You can teach someone to act like they are feeling a certain way.

But you can’t teach them to feel a certain a way.

I don’t believe wisdom can be taught but it can be learned through mistakes.

Interesting - but yeah, I can see how that’s teachable, but even then, I suspect you can’t teach excellence, only how to get properly started.

Throwing a rock in the sense of pitching it directly at something, some people just don’t seem to get at all, and as I say, I’m not sure it can be taught, only learned.

This. Perfect pitch is the required element, and it’s an innate ability that is difficult or impossible to learn/teach.

In high school and college, players in a section were ranked primarily by their ability to sight-read, i.e. to play a piece of music correctly the first time they laid eyes on new sheet music. I sucked at this.

OTOH, I could hear a piece of music and play it back to you, no problem at all. Fellow students were baffled by my regular playing of TV show theme songs and other familiar pieces without any sheet music. A friend who struggling to transcribe a piano solo was amazed by my ability to write down the sequence of notes for him. Also, composing a short ditty for a Boy Scouts music merit badge was no problem at all.

Mimic dialects…well.
Sure, there are these things called ‘dialect coaches’ in Hollywood that teach actors the rudiments of how to speak with a Jamaican, Irish, Scottish, South African, etc. accent. But one can see wildly differing results on film where some actors, even with extensive coaching, simply can’t do it anywhere near as well as some others who in some cases have had no coaching whatsoever.

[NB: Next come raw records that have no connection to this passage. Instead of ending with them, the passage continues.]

#[cfg(test)]
mod tests {
    use std::fs;
    use std::path::Path;

    use super::*;
    use crate::testutil;

    /// A bank config rooted at `dir` with the given presence rows.
    fn bank_config(dir: &Path, rows: &[&str]) -> config::Bank {
        config::Bank::for_tests(dir, rows)
    }

    fn write_note(dir: &Path, name: &str, frames: usize) {
        testutil::write_note_file(&dir.join(name), &vec![1000i16; frames]);
    }

    #[test]
    fn test_velocity_fill_law() {
        let low = Sound::constant(60, 40, 10, 0.25);
        let high = Sound::constant(60, 90, 10, 0.5);
        let bank = SampleBank::with_sounds(vec![(60, 40, low), (60, 90, high)]);

        // Below the first recorded velocity: the first recorded sound.
        for velocity in 0..40 {
            let sound = bank.get(60, velocity).expect("expected fill");
            assert_eq!(sound.velocity(), 40);
        }
        // At and above each recorded velocity: carried forward.
        for velocity in 40..90 {
            let sound = bank.get(60, velocity).expect("expected fill");
            assert_eq!(sound.velocity(), 40);
        }
        for velocity in 90..=127 {
            let sound = bank.get(60, velocity).expect("expected fill");
            assert_eq!(sound.velocity(), 90);
        }
    }

    #[test]
    fn test_note_fill_chains_across_gaps() {
        let bank = SampleBank::with_sounds(vec![(60, 127, Sound::constant(60, 127, 10, 0.5))]);

        // All velocities above the recording exist (velocity fill).
        assert!(bank.get(60, 0).is_some());
        assert!(bank.get(60, 127).is_some());

        // Higher notes borrow the column, chained upward.
        for note in 61..=127 {
            let sound = bank.get(note, 64).expect("expected borrowed note");
            assert_eq!(sound.midinote(), 60);
        }

        // Nothing exists below the only recording.
        for note in 0..60 {
            assert!(bank.get(note, 64).is_none());
        }
    }

    #[test]
    fn test_build_bank_from_directory() {
        let dir = tempfile::tempdir().expect("unable to create tempdir");
        write_note(dir.path(), "c3.wav", 100);
        write_note(dir.path(), "d3.wav", 100);
        let bank = bank_config(dir.path(), &["", "", "", "x.x"]);

        let built =
            build_bank(0, &bank, &CancelHandle::new()).expect("expected bank");
        // Octave row 3 maps to MIDI octave starting at 48.
        assert_eq!(built.recorded_notes(), 2);
        assert!(built.get(48, 64).is_some());
        assert!(built.get(50, 64).is_some());
        // The gap at c#3 is borrowed from c3.
        assert_eq!(built.get(49, 64).expect("expected fill").midinote(), 48);
    }

    #[test]
    fn test_build_bank_skips_missing_files() {
        let dir = tempfile::tempdir().expect("unable to create tempdir");
        write_note(dir.path(), "c3.wav", 100);
        // d3 is declared present but the file doesn't exist; e3 is corrupt.
        fs::write(dir.path().join("e3.wav"), b"not a wav").expect("unable to write");
        let bank = bank_config(dir.path(), &["", "", "", "x.x.x"]);

        let built =
            build_bank(0, &bank, &CancelHandle::new()).expect("expected bank");
        assert_eq!(built.recorded_notes(), 1);
        // Both bad slots end up borrowing from c3.
        assert_eq!(built.get(50, 64).expect("expected fill").midinote(), 48);
        assert_eq!(built.get(52, 64).expect("expected fill").midinote(), 48);
    }

    #[test]
    fn test_build_bank_cancelled() {
        let dir = tempfile::tempdir().expect("unable to create tempdir");
        write_note(dir.path(), "c3.wav", 100);
        let bank = bank_config(dir.path(), &["", "", "", "x"]);

        let cancel = CancelHandle::new();
        cancel.cancel();
        assert!(build_bank(0, &bank, &cancel).is_none());
    }

    #[test]
    fn test_loader_installs_bank() {
        let dir = tempfile::tempdir().expect("unable to create tempdir");
        write_note(dir.path(), "c3.wav", 100);
        let bank = bank_config(dir.path(), &["", "", "", "x"]);

        let slot = new_bank_slot();
        let status = StatusFlag::new();
        let loader = BankLoader::new(slot.clone(), status.clone());

        loader.load(3, bank);
        loader.wait();

        assert_eq!(status.get(), Status::Standby);
        let installed = slot.read().clone();
        assert_eq!(installed.index(), 3);
        assert!(installed.get(48, 64).is_some());
    }

    #[test]
    fn test_loader_single_flight_keeps_newest() {
        let dir_a = tempfile::tempdir().expect("unable to create tempdir");
        let dir_b = tempfile::tempdir().expect("unable to create tempdir");
        // Bank A is heavy enough that cancellation has a load to interrupt.
        for note in ["c3", "c#3", "d3", "d#3", "e3", "f3"] {
            write_note(dir_a.path(), &format!("{note}.wav"), 40_000);
        }
        write_note(dir_b.path(), "d3.wav", 100);
        let bank_a = bank_config(dir_a.path(), &["", "", "", "xxxxxx"]);
        let bank_b = bank_config(dir_b.path(), &["", "", "", "..x"]);

        let slot = new_bank_slot();
        let status = StatusFlag::new();
        let loader = BankLoader::new(slot.clone(), status.clone());

        loader.load(0, bank_a);
        loader.load(1, bank_b);
        loader.wait();

        // Exactly the most recently requested bank is installed.
        assert_eq!(status.get(), Status::Standby);
        let installed = slot.read().clone();
        assert_eq!(installed.index(), 1);
        assert!(installed.get(50, 64).is_some());
    }
}
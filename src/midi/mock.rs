// Copyright (C) 2026 Michael Wilson <mike@mdwn.dev>
//
// This program is free software: you can redistribute it and/or modify it under
// the terms of the GNU General Public License as published by the Free Software
// Foundation, version 3.
//
// This program is distributed in the hope that it will be useful, but WITHOUT
// ANY WARRANTY; without even the implied warranty of MERCHANTABILITY or FITNESS
// FOR A PARTICULAR PURPOSE. See the GNU General Public License for more details.
//
// You should have received a copy of the GNU General Public License along with
// this program. If not, see <https://www.gnu.org/licenses/>.
//
use std::{
    error::Error,
    fmt,
    sync::{Arc, Mutex},
};

use crossbeam_channel::Sender;

/// A mock MIDI input. Events pushed via `mock_event` are forwarded to the
/// watcher like hardware input would be.
#[derive(Clone)]
pub struct Device {
    name: String,
    sender: Arc<Mutex<Option<Sender<Vec<u8>>>>>,
}

impl Device {
    /// Gets the given mock device.
    pub fn get(name: &str) -> Device {
        Device {
            name: name.to_string(),
            sender: Arc::new(Mutex::new(None)),
        }
    }

    /// Sends the mock event through to the watcher, if one is attached.
    #[cfg(test)]
    pub fn mock_event(&self, event: &[u8]) {
        let sender = self.sender.lock().expect("unable to get sender lock");
        if let Some(sender) = sender.as_ref() {
            sender.send(event.to_vec()).expect("unable to send event");
        }
    }
}

impl fmt::Display for Device {
    fn fmt(&self, f: &mut fmt::Formatter<'_>) -> fmt::Result {
        write!(f, "{} (mock)", self.name)
    }
}

impl super::Device for Device {
    fn name(&self) -> String {
        self.name.clone()
    }

    fn watch_events(&self, sender: Sender<Vec<u8>>) -> Result<(), Box<dyn Error>> {
        let mut stored = self.sender.lock().expect("unable to get sender lock");
        if stored.is_some() {
            return Err("already watching events".into());
        }
        *stored = Some(sender);
        Ok(())
    }

    fn stop_watch_events(&self) {
        self.sender
            .lock()
            .expect("unable to get sender lock")
            .take();
    }
}
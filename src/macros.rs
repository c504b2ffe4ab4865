//! Utility macros for the node model.
//!
//! This module defines helper macros used by the expression module:
//!
//! - `MK_ARITH_OP!` - Creates a typed, promotion-propagating arithmetic node
//! - `MK_BOOL_OP!` - Creates an untyped, boolean-producing comparison node
//!
//! These macros reduce boilerplate in the binary-operator implementations.
//! All twelve binary operators share the same storage shape and only differ
//! in the emitted operator text and in whether they carry a numeric type.

/// Creates an arithmetic binary-operation node.
///
/// The generated struct owns its two typed operands and stores the result
/// type computed by `promote` at construction time. Emission parenthesizes
/// the whole expression: `(left OP right)`.
///
/// # Arguments
///
/// * `$name` - The node type name
/// * `$op` - The operator text emitted between the operands
///
/// # Example
///
/// ```ignore
/// MK_ARITH_OP!(AddOp, "+");
/// ```
#[macro_export]
macro_rules! MK_ARITH_OP {
    ($name:ident, $op:literal) => {
        #[derive(Debug)]
        pub struct $name {
            left: Box<dyn TypedNode>,
            right: Box<dyn TypedNode>,
            ty: Type,
        }

        impl $name {
            /// Panics if either operand has a character type.
            pub fn new(left: Box<dyn TypedNode>, right: Box<dyn TypedNode>) -> Self {
                let ty = promote(left.node_type(), right.node_type());
                Self { left, right, ty }
            }
        }

        impl Node for $name {
            fn display(&self, out: &mut dyn fmt::Write) -> fmt::Result {
                write!(out, concat!(stringify!($name), "("))?;
                self.left.display(out)?;
                write!(out, ", ")?;
                self.right.display(out)?;
                write!(out, ")")
            }

            fn compile(
                &self,
                out: &mut dyn io::Write,
                _level: usize,
            ) -> Result<(), CompileError> {
                write!(out, "(")?;
                self.left.compile(out, 0)?;
                write!(out, $op)?;
                self.right.compile(out, 0)?;
                write!(out, ")")?;
                Ok(())
            }

            fn as_any(&self) -> &dyn Any {
                self
            }
        }

        impl TypedNode for $name {
            fn node_type(&self) -> Type {
                self.ty
            }
        }
    };
}

/// Creates a boolean binary-operation node.
///
/// The generated struct owns two untyped operands and emits
/// `left OP right` without an enclosing parenthesis, matching the target's
/// operator precedence. Boolean nodes never carry a numeric type.
///
/// # Arguments
///
/// * `$name` - The node type name
/// * `$op` - The operator text emitted between the operands
///
/// # Example
///
/// ```ignore
/// MK_BOOL_OP!(OrOp, " or ");
/// ```
#[macro_export]
macro_rules! MK_BOOL_OP {
    ($name:ident, $op:literal) => {
        #[derive(Debug)]
        pub struct $name {
            left: Box<dyn Node>,
            right: Box<dyn Node>,
        }

        impl $name {
            pub fn new(left: Box<dyn Node>, right: Box<dyn Node>) -> Self {
                Self { left, right }
            }
        }

        impl Node for $name {
            fn display(&self, out: &mut dyn fmt::Write) -> fmt::Result {
                write!(out, concat!(stringify!($name), "("))?;
                self.left.display(out)?;
                write!(out, ", ")?;
                self.right.display(out)?;
                write!(out, ")")
            }

            fn compile(
                &self,
                out: &mut dyn io::Write,
                _level: usize,
            ) -> Result<(), CompileError> {
                self.left.compile(out, 0)?;
                write!(out, $op)?;
                self.right.compile(out, 0)?;
                Ok(())
            }

            fn as_any(&self) -> &dyn Any {
                self
            }
        }
    };
}
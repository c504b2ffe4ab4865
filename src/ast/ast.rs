//! Core AST definitions and traits.
//!
//! This module defines the two traversal contracts every node satisfies:
//!
//! - `display` writes a deterministic structural trace to a diagnostic sink
//! - `compile` writes target-language text to an explicit output sink
//!
//! Each concrete node owns its emission logic; there is no central dispatch
//! over a node-kind tag. The tree is built once by the external builder and
//! is read-only afterwards, so every edge is a plainly owned `Box` and no
//! reference counting is involved.

use std::any::Any;
use std::fmt::Debug;
use std::{fmt, io};

use crate::errors::errors::CompileError;
use crate::ast::types::Type;

/// Behavior shared by every node of the tree.
pub trait Node: Debug {
    /// Writes a structural trace of the node to the diagnostic sink.
    ///
    /// Calling this twice on an unmodified tree yields byte-identical text.
    /// It never touches the compile output.
    fn display(&self, out: &mut dyn fmt::Write) -> fmt::Result;

    /// Writes the target-language text for the node to the output sink.
    ///
    /// `level` controls leading indentation for statement-level nodes only;
    /// expression-level nodes ignore it and emit an inline fragment. A sink
    /// failure aborts the traversal and the partial output must be discarded.
    fn compile(&self, out: &mut dyn io::Write, level: usize) -> Result<(), CompileError>;

    /// Type conversion purposes - used with `.downcast_ref::<T>()`
    fn as_any(&self) -> &dyn Any;
}

/// A node that carries a source-language type.
///
/// Implemented by every value-producing expression that can participate in
/// assignment or promotion.
pub trait TypedNode: Node {
    /// Returns the type assigned to the node at construction.
    fn node_type(&self) -> Type;
}

/// Writes `level` leading tabs to the output sink.
pub fn indent(out: &mut dyn io::Write, level: usize) -> Result<(), CompileError> {
    for _ in 0..level {
        out.write_all(b"\t")?;
    }
    Ok(())
}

I see this a lot. A notable case is Invictus, in which Matt Damon does a credible accent of a white South-African, and Morgan Freeman does a terrible impression of Nelson Mandela’s Xhosa accent.

I’ll take issue with both parts. Not only can they be taught, they are routinely taught. If you major in music you’ll take classes that teach sight singing and ear training, where you learn to recognize intervals, and later on chords by sound. It was pretty common for the people who seemed to have a natural “gift” to be surpassed by those thought it was impossible at first but worked harder.

One of my obsession with my hobby of building bows and arrows is breaking down the supposedly intangible aspects of building that supposedly can’t be taught. In this particular instance most all of them can be taught. Now when it comes to creative writing, I don’t believe that can be taught or that anyone can even learn it. If someone has the aptitude they can increase their knowledge on rules and things but the actual writing seems more intuitive. I am finding this out the hard way.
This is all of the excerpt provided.